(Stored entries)

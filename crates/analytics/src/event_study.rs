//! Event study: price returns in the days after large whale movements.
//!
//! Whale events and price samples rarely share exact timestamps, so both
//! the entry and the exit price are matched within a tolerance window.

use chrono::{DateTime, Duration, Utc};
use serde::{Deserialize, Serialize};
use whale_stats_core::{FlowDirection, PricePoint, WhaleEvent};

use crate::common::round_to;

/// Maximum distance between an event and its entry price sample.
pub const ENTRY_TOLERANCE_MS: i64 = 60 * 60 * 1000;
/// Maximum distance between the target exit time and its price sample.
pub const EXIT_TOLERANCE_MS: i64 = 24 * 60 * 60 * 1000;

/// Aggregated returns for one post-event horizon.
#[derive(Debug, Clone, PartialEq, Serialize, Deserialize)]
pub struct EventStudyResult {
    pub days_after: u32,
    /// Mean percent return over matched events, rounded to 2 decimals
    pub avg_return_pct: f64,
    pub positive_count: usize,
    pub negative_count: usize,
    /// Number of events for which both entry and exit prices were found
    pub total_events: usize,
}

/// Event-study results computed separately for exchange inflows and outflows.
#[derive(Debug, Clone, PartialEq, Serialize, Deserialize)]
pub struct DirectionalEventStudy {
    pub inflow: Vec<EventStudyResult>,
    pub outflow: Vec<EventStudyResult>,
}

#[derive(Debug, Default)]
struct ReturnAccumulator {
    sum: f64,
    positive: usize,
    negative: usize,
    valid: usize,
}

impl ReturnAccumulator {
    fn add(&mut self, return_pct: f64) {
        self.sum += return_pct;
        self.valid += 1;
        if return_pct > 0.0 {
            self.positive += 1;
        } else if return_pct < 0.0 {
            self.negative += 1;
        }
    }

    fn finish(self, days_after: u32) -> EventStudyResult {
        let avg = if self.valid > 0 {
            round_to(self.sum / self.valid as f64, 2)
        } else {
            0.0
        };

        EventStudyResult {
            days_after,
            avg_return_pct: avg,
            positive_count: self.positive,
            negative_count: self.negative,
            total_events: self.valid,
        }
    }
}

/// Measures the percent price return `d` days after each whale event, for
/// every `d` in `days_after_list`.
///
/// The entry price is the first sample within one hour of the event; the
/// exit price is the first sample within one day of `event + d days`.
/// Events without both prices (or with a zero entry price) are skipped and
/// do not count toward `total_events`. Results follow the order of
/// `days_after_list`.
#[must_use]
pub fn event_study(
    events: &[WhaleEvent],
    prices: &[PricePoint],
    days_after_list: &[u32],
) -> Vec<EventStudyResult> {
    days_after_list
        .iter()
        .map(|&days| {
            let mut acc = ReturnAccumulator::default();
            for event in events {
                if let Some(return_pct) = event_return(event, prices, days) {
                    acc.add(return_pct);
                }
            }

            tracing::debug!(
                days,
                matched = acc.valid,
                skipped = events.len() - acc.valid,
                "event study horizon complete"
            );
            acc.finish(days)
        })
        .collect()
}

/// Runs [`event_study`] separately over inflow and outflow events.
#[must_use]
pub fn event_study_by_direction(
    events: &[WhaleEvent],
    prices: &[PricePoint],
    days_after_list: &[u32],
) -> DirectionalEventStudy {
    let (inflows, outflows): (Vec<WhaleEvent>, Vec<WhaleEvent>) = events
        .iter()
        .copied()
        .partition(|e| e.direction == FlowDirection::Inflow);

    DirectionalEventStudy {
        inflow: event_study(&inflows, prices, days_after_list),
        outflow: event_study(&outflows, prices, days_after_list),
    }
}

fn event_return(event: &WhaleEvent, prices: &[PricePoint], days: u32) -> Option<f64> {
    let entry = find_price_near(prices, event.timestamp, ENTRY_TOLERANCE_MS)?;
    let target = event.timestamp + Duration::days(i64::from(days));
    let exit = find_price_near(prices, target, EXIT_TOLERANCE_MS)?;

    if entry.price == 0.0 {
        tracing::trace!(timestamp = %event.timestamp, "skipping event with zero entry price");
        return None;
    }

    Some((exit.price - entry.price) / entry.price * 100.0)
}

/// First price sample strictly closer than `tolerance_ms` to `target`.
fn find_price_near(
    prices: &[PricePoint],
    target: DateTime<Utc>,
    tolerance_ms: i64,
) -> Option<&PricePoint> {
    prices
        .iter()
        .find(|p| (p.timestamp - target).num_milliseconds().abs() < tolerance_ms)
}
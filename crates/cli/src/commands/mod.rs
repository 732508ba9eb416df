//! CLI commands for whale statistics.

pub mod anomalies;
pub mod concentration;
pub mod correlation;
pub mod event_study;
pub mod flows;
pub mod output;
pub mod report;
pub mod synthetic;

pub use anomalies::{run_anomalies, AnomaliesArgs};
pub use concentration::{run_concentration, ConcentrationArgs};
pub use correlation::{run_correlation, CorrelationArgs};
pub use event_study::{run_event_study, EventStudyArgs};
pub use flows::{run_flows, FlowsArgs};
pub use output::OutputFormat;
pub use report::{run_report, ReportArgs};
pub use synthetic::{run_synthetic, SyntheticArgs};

→ WHAT THE EXERCISE ASKS: For each line above that contains "output", make a copy.

→ RESPONSE TO THIS EXERCISE:
pub mod output;
pub use output::OutputFormat;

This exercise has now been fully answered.